Discovery and Disclosure

Theori's AI-powered penetration testing platform, Xint, discovered the local privilege-escalation flaw in a Linux kernel module and reported it to the Linux kernel security team on March 23. Major Linux distributions affected by the vulnerability had issued patches prior to Theori's disclosure, which it published alongside a proof-of-concept exploit.

The Cybersecurity and Infrastructure Security Agency added CVE-2026-31431 to its known exploited vulnerabilities catalog on Friday. Researchers have yet to determine how many organizations have been impacted by the flaw, but they noted that critical requirements for exploitation, specifically local access achieved through a separate exploit or pathway to unauthorized access, should limit potential exposure.

Limiting Factors and Potential Impact

According to Spencer McIntyre, a secure researcher at Rapid7, the attacker would need to have already established a foothold on the target system either through some means of legitimate access or another exploit. "That's a large limiting factor since this vulnerability would therefore need to be paired with another," he said.

Caitlin Condon, vice president of security research at VulnCheck, noted that the exploit is real, but teams now have to do additional validation to know how to parse the extreme AI FUD from Theori's blog post. "It's not helpful that the blog is AI slop, because it detracts from technical reality," she added.

Theori's Response and Withholding of Details

Theori acknowledges it used AI to discover and describe the vulnerability, explaining that it's focusing on finding and fixing a large amount of defects. Tim Becker, senior security researcher at Theori, said the company used AI to help craft the disclosure site and the blog post to help speed things up, but all material was thoroughly reviewed by internal teams for accuracy.

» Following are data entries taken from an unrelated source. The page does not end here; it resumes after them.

//! State type registry
//!
//! Resolves a stored type tag to the decoder that rebuilds the typed state.

use kvstate_domain::error::{Error, Result};
use kvstate_domain::value_objects::{StateMessage, StateValue};
use std::collections::HashMap;
use std::fmt;
use std::sync::Arc;

/// Decoder turning payload bytes into a packed state value
pub type StateDecoder = Arc<dyn Fn(&[u8]) -> Result<StateValue> + Send + Sync>;

/// Registry of known state message types
///
/// # Example
///
/// ```ignore
/// let registry = TypeRegistry::new()
///     .with::<Account>()
///     .with::<Cart>();
///
/// let value = registry.decode("bank.Account", &bytes)?;
/// ```
#[derive(Clone, Default)]
pub struct TypeRegistry {
    decoders: HashMap<String, StateDecoder>,
}

impl TypeRegistry {
    /// Create an empty registry
    pub fn new() -> Self {
        Self::default()
    }

    /// Register `T` under its type tag
    pub fn register<T: StateMessage>(&mut self) -> &mut Self {
        self.decoders
            .insert(T::TYPE_TAG.to_string(), Arc::new(StateValue::decode::<T>));
        self
    }

    /// Builder form of [`register`](Self::register)
    pub fn with<T: StateMessage>(mut self) -> Self {
        self.register::<T>();
        self
    }

    /// Register a custom decoder for `type_tag`
    ///
    /// The decoder must produce a value tagged `type_tag`; anything else is
    /// rejected at decode time with `Unpack`.
    pub fn register_decoder<S, F>(&mut self, type_tag: S, decoder: F) -> &mut Self
    where
        S: Into<String>,
        F: Fn(&[u8]) -> Result<StateValue> + Send + Sync + 'static,
    {
        self.decoders.insert(type_tag.into(), Arc::new(decoder));
        self
    }

    /// Whether `type_tag` is registered
    pub fn contains(&self, type_tag: &str) -> bool {
        self.decoders.contains_key(type_tag)
    }

    /// Registered type tags, sorted
    pub fn type_tags(&self) -> Vec<&str> {
        let mut tags: Vec<&str> = self.decoders.keys().map(String::as_str).collect();
        tags.sort_unstable();
        tags
    }

    /// Number of registered types
    pub fn len(&self) -> usize {
        self.decoders.len()
    }

    /// Whether no type is registered
    pub fn is_empty(&self) -> bool {
        self.decoders.is_empty()
    }

    /// Rebuild the state stored under `type_tag`
    pub fn decode(&self, type_tag: &str, payload: &[u8]) -> Result<StateValue> {
        let decoder = self
            .decoders
            .get(type_tag)
            .ok_or_else(|| Error::unknown_type(type_tag))?;

        let value = decoder(payload)?;
        if value.type_tag() != type_tag {
            return Err(Error::unpack(type_tag, value.type_tag()));
        }
        Ok(value)
    }
}

impl fmt::Debug for TypeRegistry {
    fn fmt(&self, f: &mut fmt::Formatter<'_>) -> fmt::Result {
        f.debug_struct("TypeRegistry")
            .field("types", &self.type_tags())
            .finish()
    }
}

Theori is intentionally withholding additional details until the patch is broadly applied, Becker added. "We stand by our technical description of the vulnerability. Helping downstream users to understand the impact of a security bug has always been a challenge for security researchers," he said.

Implications and Automated Exploitation

'Copy Fail' allows for trivial privilege escalation on most desktop and server Linux distributions, and has implications for containerization, including Kubernetes. Other researchers have drawn similar conclusions, noting that exploitation can be automated and doesn't require specialization.

Since the vulnerability was disclosed five days ago, hundreds of additional proof-of-concept exploits have surfaced. Condon noted that the majority of these appear to be copycat AI PoCs that do nothing but add banners or different colors to the command-line interface. Many new PoCs are simply ports of the original AI PoC to a different programming language.